I walked along Old Compton Street. There wasn’t much trade going on. One or two women plucked my elbow, but I thanked them for the compliment and told them not tonight, darling, wishing I had gone straight home rather than put myself between Kenny Dukes and Dicky Bush. They could take care of each other without my help. I pulled up my collar against the drizzle and walked across Cambridge Circus. Somebody was pushing a pram up St Martin’s Lane, and I tapped him on the shoulder. ‘Delphick, how’s life?’
He glared at me. ‘Fuck off.’
London isn’t a very friendly place. It even brings out the worst in those who come from the North. ‘That’s no way to talk to somebody who not only gave you a lift to Stevenage, but bought you breakfast as well.’
He had another look. ‘You forgot to pay me for the poem.’
The panda also glanced at me resentfully. The pram was battened down with cord and canvas. Delphick wore a fashionable jacket and cravat under his duffel coat. ‘Did you give a reading tonight?’
‘Reading?’ he said. ‘Well, I suppose you’d call it that. The place was full,
but when I sent the hat round it came back with six pounds fifty, four Deutschmarks and a Canadian cent with a hole in it. I sometimes think I’ll pack it in and get a job as a tally clerk in a corduroy factory, except that they’ve all closed down. I’m going back to Doggerel Bank tomorrow, but tonight I’ve got nowhere to stay, so I have to push this idle panda all over the place till dawn. The person who was going to put me up in Camden Town threw me out because his missis took a shine to me. Where do you live?’
I offered a cigarette, and he tried to take two. ‘I sleep above my employer’s garage. It wouldn’t be any good.’
‘I’m losing my faith in people, and that’s bad for a poet. I don’t know what I’m going to do. Nobody is happy to do me a favour anymore.’
I got annoyed. ‘When did you last do anybody a favour?’

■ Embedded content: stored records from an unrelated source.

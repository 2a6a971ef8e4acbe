//! Currency amount mentions normalized to millions.

use crate::error::{ExtractError, Result};
use lazy_static::lazy_static;
use regex::Regex;
use tracing::debug;

lazy_static! {
    /// `$` + number with optional thousands separators and decimals + unit word.
    static ref CURRENCY_PATTERN: Regex =
        Regex::new(r"(?i)\$(\d+(?:,\d{3})*(?:\.\d+)?)\s*(billion|million)")
            .expect("valid currency pattern");
}

/// Unit word following a currency amount.
#[derive(Debug, Clone, Copy, PartialEq, Eq)]
pub enum CurrencyUnit {
    /// Millions
    Million,
    /// Billions
    Billion,
}

impl CurrencyUnit {
    /// Parse a unit word (case-insensitive).
    pub fn parse(word: &str) -> Option<Self> {
        if word.eq_ignore_ascii_case("million") {
            Some(Self::Million)
        } else if word.eq_ignore_ascii_case("billion") {
            Some(Self::Billion)
        } else {
            None
        }
    }

    /// Factor converting an amount in this unit to millions.
    pub const fn to_millions(&self) -> f64 {
        match self {
            Self::Million => 1.0,
            Self::Billion => 1000.0,
        }
    }
}

/// Extract up to `limit` currency amounts, in document order, normalized to millions.
///
/// `"$1.5 billion"` yields `1500.0`, `"$200 million"` yields `200.0`.
///
/// # Errors
///
/// Returns [`ExtractError::MalformedAmount`] if a matched literal fails to
/// parse. The pattern only admits well-formed numbers, so this indicates a bug.
pub fn extract_currency_mentions(text: &str, limit: usize) -> Result<Vec<f64>> {
    let mut amounts = Vec::new();

    for caps in CURRENCY_PATTERN.captures_iter(text).take(limit) {
        let literal = &caps[1];
        let unit_word = &caps[2];

        let unit = CurrencyUnit::parse(unit_word).ok_or_else(|| ExtractError::MalformedAmount {
            literal: caps[0].to_string(),
            reason: format!("unknown unit {unit_word:?}"),
        })?;
        let value: f64 = literal
            .replace(',', "")
            .parse()
            .map_err(|e: std::num::ParseFloatError| ExtractError::MalformedAmount {
                literal: caps[0].to_string(),
                reason: e.to_string(),
            })?;

        amounts.push(value * unit.to_millions());
    }

    debug!(matches = amounts.len(), limit, "currency pass complete");
    Ok(amounts)
}
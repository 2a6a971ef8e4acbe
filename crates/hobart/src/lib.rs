#![doc = include_str!("../README.md")]
#![doc(issue_tracker_base_url = "https://github.com/factordynamics/hobart/issues/")]
#![cfg_attr(docsrs, feature(doc_cfg, doc_auto_cfg))]
#![warn(missing_docs)]
#![forbid(unsafe_code)]

pub mod pipeline;

// Re-export main types from sub-crates
pub use hobart_extract as extract;
pub use hobart_metrics as metrics;
pub use hobart_output as output;
pub use hobart_source as source;

pub use pipeline::{PipelineError, PipelineOptions, analyze_document, analyze_text};

/// Version information.
pub const VERSION: &str = env!("CARGO_PKG_VERSION");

A copper looked at us as he walked by. Being young, he didn’t know whether to wish me good night, sir, or take me in for questioning. ‘Me? Do somebody a favour?’
I heard an ambulance running in circles somewhere beyond the Marylebone Road. ‘You could give somebody a poem now and again. It wouldn’t hurt you.’
‘That’s my bread and butter. Poems are priceless and precious.’
‘I suppose you only give ’em to girls who sleep with you.’
He squinted. ‘How did you guess?’
A bundle of rags tied in the middle with a bit of rope, a bushy grey beard at the top, and a jellyfish of footcloths at the bottom, shifted down the road poking at cardboard boxes in shop doorways. Four bulging plastic bags, like airships at their moorings, hung from whoever it was, man or woman.
‘People like that should be shut up for life,’ Delphick exclaimed. ‘The place is crawling with ’em.’
The bundle of rags, about a hundred yards up on the other side of the road, stopped. He unclipped the plastic bags, rummaged in one, and took out a cigar. ‘Did I hear right?’ he called in a clear, loud and fairly unaccented voice. ‘Or did my hardened ears deceive me? Would my callous fellow man like to try shutting me up for life?’